Given Jocata’s strong MSME focus, what unique innovations are you building to address the challenges of thin-file borrowers, informal businesses, and regional disparities in credit availability?

MSMEs are the backbone of India’s economy, yet most remain underserved from a credit perspective due to thin files, informal operations, and wide regional diversity. At Jocata, we address these complexities by combining India’s Digital Public Infrastructure with advanced AI to build inclusive, data-led innovations for every segment of the MSME ecosystem.

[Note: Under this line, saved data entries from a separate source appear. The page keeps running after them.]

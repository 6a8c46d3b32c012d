// Copyright (c) 2025 Kirky.X
//
// Licensed under the MIT License
// See LICENSE file in the project root for full license information.

use async_trait::async_trait;
use std::path::PathBuf;
use thiserror::Error;

use crate::domain::models::data_table::DataTable;
use crate::domain::models::scrape_result::ScrapeResult;
use crate::utils::validators::ValidationError;

/// 存储错误类型
#[derive(Error, Debug)]
pub enum StorageError {
    /// IO错误
    #[error("IO error: {0}")]
    Io(#[from] std::io::Error),
    /// CSV读写错误
    #[error("CSV error: {0}")]
    Csv(#[from] csv::Error),
    /// 请求的文件不存在
    #[error("File '{filename}' not found in directory '{dir}'")]
    FileNotFound { filename: String, dir: String },
    /// 目录中没有可删除的文件
    #[error("The directory '{0}' is already empty")]
    DirectoryEmpty(String),
    /// 待保存的数据未通过校验
    #[error(transparent)]
    InvalidPayload(#[from] ValidationError),
}

/// 结果仓库特质
///
/// 定义抓取结果文件的数据访问接口
#[async_trait]
pub trait ResultRepository: Send + Sync {
    /// 保存结果集为CSV文件
    ///
    /// 文件名缺省时生成带时间戳的名称，同名文件静默覆盖；
    /// 返回写入文件的完整路径
    async fn save(
        &self,
        data: &ScrapeResult,
        filename: Option<&str>,
    ) -> Result<PathBuf, StorageError>;

    /// 按文件名加载一个已保存的结果文件
    async fn load(&self, filename: &str) -> Result<DataTable, StorageError>;

    /// 删除指定文件，或在未指定时删除目录下的全部文件
    async fn delete(&self, filename: Option<&str>) -> Result<(), StorageError>;

    /// 列出数据目录下的结果文件，按文件名排序
    async fn list_files(&self) -> Result<Vec<PathBuf>, StorageError>;
}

Our industry-first “SME DNA” score uses consent-led GST data to assess business behaviour across cycles, enabling ‘Go/No-Go’ decisions in under 2 minutes and cutting time-to-credit from days to hours. For MSMEs outside the GST network, our Retail Persona model leverages banking transaction data to provide reliable risk insights. We also created Jocata Sumpoorn – India’s first MSME Economic Activity Index with the Small Industries Development Bank of India (SIDBI), offering dynamic, country-level intelligence across 1,00,000+ MSMEs and 99+ industries.

On the MSME enablement side, “MSME Saathi” gives businesses actionable insights through a GST-powered Business Reflection Report, while “Jocata Pravardhan” helps lenders curate high-quality MSME borrowers and grow their portfolios sustainably. Together, these innovations make MSME credit more reliable, inclusive, and regionally equitable.

As digital public infrastructure continues to strengthen India’s financial ecosystem, what key opportunities do you foresee for banks and fintechs to leverage these rails for inclusive, scalable, and responsible lending?

India’s Digital Public Infrastructure (DPI) has fundamentally reshaped financial services—enabling everything from UPI payments to consent-led data sharing through Account Aggregator and new credit rails like the Unified Lending Interface(ULI). While DPI has created universal access, the real opportunity for banks and FinTechs now lies in building intelligence on top of these rails to enable inclusive, scalable, and responsible lending.

At Jocata, we’ve already shown how GST data can be transformed into actionable insights for lenders and MSMEs alike. The next frontier is moving from measurement to meaning—using granular, situation-aware analytics to reflect real-world conditions in credit decisioning. For example, our monsoon impact analysis combined rainfall data with MSME and portfolio datasets to identify which businesses and portfolios were affected, turning macro events into micro-level decision intelligence.

This type of contextual analytics helps lenders understand emerging risks, borrower resilience, and portfolio exposure in real time. By leveraging DPI alongside advanced AI, banks and FinTechs can build a lending ecosystem that is more responsive, risk-calibrated, and deeply inclusive—scaling credit responsibly while supporting India’s growth story.

The global financial landscape is being redefined by open banking, AI-driven credit models, and regulatory tech. How do you see these trends transforming risk management and credit delivery over the next few years?

Open banking, AI-driven credit models, and regulatory tech are fundamentally reshaping how risk and credit will be managed in the coming years. AI adoption—still early but accelerating—is enabling lenders to collect richer data, triangulate borrower insights, analyse behaviour, and automate routine tasks, driving faster and more accurate decision-making. While small-ticket loans will see greater straight-through processing via AI engines, human expertise will continue to anchor high-quality underwriting for larger exposures.

In parallel, AI is transforming Financial Crime Compliance, strengthening the first line of defence through real-time fraud gating and early risk detection. Open banking is further democratizing credit by enabling secure, consent-led data sharing and collaboration between banks and third-party providers.

Also Read: How BPC Banking Technologies is shaping the future of payments in APAC and why India is one of its strongest engines of that growth. 

Together, these shifts will make risk management far more proactive, credit delivery significantly more efficient, and financial services meaningfully more inclusive.